INPUT DATA:
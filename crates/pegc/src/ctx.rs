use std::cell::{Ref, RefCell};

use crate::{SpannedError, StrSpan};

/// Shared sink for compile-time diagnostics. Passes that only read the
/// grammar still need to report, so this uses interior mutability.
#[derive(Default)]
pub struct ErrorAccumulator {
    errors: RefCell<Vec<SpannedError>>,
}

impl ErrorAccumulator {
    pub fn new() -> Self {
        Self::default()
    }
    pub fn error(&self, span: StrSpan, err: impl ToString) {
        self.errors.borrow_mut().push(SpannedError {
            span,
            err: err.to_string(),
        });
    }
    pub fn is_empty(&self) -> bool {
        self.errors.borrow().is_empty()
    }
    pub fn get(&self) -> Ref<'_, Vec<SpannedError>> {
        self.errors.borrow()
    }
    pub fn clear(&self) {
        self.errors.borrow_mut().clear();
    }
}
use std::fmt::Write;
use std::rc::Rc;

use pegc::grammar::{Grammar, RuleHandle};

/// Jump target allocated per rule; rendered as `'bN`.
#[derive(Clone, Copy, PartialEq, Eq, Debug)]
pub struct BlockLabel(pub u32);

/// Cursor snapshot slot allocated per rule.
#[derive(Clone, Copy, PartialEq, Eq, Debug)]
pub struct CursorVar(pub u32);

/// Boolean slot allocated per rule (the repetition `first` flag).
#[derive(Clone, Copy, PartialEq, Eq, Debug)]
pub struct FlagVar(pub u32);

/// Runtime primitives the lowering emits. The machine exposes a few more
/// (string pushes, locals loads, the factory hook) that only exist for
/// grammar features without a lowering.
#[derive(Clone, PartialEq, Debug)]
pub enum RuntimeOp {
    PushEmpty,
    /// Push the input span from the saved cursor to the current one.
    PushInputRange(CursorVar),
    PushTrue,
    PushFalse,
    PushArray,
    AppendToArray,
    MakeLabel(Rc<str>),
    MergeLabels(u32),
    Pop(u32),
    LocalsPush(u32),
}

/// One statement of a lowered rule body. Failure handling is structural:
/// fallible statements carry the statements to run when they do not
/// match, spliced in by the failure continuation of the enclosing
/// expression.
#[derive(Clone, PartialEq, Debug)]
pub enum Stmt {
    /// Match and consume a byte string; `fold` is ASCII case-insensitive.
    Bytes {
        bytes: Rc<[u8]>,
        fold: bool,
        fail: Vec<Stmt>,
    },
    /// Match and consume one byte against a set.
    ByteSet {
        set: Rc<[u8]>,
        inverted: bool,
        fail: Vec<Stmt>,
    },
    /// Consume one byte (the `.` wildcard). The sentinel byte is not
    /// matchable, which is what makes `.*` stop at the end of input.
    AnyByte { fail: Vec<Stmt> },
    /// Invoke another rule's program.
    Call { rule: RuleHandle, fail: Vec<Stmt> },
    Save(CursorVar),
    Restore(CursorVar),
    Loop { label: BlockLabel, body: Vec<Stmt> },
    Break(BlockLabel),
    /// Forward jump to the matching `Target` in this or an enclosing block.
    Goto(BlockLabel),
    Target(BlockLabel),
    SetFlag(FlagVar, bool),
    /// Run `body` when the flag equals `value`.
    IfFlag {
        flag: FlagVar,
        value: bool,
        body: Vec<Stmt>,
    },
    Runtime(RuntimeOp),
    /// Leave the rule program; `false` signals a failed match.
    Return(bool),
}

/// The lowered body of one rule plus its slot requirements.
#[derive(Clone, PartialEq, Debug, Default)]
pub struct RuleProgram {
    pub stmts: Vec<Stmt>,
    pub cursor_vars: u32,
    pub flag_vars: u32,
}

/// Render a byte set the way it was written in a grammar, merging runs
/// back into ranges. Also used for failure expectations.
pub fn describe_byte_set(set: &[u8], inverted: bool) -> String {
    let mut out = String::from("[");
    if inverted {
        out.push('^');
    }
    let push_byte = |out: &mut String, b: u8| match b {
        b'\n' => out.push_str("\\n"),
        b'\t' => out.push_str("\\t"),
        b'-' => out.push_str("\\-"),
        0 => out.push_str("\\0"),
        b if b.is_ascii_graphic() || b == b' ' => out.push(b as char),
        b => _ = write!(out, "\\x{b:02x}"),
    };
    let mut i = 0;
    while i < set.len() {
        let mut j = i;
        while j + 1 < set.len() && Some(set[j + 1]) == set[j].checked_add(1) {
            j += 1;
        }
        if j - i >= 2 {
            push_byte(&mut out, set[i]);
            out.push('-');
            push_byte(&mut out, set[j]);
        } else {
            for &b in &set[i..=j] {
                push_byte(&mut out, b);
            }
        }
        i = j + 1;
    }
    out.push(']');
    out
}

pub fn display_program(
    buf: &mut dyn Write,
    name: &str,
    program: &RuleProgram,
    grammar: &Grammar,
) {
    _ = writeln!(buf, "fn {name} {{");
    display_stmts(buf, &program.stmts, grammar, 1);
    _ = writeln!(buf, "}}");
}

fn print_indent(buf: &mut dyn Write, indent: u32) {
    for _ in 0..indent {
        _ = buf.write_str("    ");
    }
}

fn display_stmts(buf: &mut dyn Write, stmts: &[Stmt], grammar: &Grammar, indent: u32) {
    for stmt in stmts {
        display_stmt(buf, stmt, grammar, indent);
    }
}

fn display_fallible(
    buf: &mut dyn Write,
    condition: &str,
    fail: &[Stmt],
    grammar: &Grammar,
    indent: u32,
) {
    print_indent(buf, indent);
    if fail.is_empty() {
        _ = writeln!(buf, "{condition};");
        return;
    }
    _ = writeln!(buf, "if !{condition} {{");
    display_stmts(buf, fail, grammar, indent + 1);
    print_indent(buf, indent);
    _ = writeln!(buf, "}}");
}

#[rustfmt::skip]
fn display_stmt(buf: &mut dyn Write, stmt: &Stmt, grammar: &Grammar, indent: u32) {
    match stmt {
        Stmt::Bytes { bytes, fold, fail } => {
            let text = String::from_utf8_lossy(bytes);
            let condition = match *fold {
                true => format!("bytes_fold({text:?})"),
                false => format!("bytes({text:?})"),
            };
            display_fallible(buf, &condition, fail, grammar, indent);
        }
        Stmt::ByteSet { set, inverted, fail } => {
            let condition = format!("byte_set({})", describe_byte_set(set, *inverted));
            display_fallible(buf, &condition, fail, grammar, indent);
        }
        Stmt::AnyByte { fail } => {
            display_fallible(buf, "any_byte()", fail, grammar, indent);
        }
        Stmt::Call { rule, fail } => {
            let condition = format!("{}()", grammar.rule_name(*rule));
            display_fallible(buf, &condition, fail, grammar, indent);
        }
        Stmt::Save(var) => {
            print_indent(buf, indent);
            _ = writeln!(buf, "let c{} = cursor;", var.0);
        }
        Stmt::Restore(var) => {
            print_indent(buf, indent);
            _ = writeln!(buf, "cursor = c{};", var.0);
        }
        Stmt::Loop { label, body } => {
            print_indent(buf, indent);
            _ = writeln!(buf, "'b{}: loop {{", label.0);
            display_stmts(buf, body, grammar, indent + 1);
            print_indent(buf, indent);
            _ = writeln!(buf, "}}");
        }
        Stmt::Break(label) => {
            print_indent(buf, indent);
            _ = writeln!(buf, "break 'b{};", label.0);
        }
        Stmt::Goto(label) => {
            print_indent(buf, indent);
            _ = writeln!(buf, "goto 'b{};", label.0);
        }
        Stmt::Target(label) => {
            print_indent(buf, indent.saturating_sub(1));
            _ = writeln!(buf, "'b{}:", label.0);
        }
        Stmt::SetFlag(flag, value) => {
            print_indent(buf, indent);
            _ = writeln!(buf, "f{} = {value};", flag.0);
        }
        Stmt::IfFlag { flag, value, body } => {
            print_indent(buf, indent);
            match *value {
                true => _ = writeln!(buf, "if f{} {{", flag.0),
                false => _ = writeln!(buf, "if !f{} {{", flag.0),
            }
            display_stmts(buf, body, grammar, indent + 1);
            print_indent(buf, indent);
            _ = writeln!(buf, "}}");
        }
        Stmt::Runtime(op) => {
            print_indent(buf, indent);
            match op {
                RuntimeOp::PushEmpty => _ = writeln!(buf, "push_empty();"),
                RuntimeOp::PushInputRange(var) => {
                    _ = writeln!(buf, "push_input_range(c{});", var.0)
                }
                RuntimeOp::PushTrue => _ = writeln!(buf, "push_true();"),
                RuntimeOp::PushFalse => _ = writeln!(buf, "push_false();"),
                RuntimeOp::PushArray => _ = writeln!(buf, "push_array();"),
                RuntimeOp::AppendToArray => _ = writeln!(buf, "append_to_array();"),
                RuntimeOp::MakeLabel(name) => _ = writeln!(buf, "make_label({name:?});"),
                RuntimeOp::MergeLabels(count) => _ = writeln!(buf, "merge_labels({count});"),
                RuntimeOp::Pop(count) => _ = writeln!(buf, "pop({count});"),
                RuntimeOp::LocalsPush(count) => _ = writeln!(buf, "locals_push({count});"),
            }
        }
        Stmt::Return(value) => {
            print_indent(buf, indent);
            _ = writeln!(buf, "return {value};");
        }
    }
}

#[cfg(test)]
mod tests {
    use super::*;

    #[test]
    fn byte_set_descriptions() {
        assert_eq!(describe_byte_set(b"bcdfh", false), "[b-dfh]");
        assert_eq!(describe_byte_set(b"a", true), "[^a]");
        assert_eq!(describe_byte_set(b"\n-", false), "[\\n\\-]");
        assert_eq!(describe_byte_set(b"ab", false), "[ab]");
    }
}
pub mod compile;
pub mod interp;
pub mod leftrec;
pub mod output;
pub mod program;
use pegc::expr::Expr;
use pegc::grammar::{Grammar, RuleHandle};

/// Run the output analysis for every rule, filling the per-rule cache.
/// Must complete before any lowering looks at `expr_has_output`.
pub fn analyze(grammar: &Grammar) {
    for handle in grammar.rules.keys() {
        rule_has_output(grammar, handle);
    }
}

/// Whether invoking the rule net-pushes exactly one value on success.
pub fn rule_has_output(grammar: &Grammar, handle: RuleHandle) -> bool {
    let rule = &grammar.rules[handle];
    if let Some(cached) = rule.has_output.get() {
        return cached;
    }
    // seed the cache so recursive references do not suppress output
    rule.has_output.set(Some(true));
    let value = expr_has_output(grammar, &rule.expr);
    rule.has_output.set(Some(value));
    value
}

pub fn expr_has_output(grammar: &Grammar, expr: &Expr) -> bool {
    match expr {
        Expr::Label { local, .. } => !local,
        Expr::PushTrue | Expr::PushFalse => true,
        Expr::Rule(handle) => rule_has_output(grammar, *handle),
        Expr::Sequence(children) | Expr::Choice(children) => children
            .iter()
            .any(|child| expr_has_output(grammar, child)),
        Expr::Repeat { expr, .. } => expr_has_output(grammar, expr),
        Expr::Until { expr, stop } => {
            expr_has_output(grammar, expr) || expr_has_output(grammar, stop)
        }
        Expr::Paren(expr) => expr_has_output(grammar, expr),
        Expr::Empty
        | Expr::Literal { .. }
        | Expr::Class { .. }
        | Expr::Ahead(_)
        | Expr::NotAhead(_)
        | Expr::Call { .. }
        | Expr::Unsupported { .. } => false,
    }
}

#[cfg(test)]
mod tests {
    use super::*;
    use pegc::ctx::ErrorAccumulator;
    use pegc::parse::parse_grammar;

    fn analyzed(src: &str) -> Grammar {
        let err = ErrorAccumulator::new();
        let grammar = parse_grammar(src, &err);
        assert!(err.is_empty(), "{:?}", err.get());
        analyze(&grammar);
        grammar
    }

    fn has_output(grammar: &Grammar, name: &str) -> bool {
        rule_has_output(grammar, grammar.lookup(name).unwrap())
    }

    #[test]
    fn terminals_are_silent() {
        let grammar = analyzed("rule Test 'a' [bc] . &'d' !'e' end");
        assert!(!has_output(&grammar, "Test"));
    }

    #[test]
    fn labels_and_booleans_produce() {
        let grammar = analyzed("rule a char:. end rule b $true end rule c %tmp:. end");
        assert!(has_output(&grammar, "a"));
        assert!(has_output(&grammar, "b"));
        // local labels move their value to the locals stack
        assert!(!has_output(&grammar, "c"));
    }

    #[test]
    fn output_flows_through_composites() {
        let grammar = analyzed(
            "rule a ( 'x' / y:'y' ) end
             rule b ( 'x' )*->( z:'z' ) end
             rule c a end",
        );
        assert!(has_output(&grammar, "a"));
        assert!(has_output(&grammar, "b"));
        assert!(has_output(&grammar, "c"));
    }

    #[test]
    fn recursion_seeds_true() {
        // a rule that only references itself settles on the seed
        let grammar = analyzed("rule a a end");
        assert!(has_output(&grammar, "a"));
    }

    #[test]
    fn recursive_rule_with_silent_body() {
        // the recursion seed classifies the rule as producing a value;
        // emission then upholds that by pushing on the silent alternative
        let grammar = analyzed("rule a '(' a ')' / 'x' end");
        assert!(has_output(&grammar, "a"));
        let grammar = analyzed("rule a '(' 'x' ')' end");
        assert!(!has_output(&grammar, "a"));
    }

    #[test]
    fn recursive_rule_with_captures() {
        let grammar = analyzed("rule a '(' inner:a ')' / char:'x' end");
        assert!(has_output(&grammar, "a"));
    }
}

DESCRIPTION OF THE TASK:
What lines above contain the string "errors"? Copy all of them.

WRITTEN SOLUTION:
    errors: RefCell<Vec<SpannedError>>,
        self.errors.borrow_mut().push(SpannedError {
        self.errors.borrow().is_empty()
        self.errors.borrow()
        self.errors.borrow_mut().clear();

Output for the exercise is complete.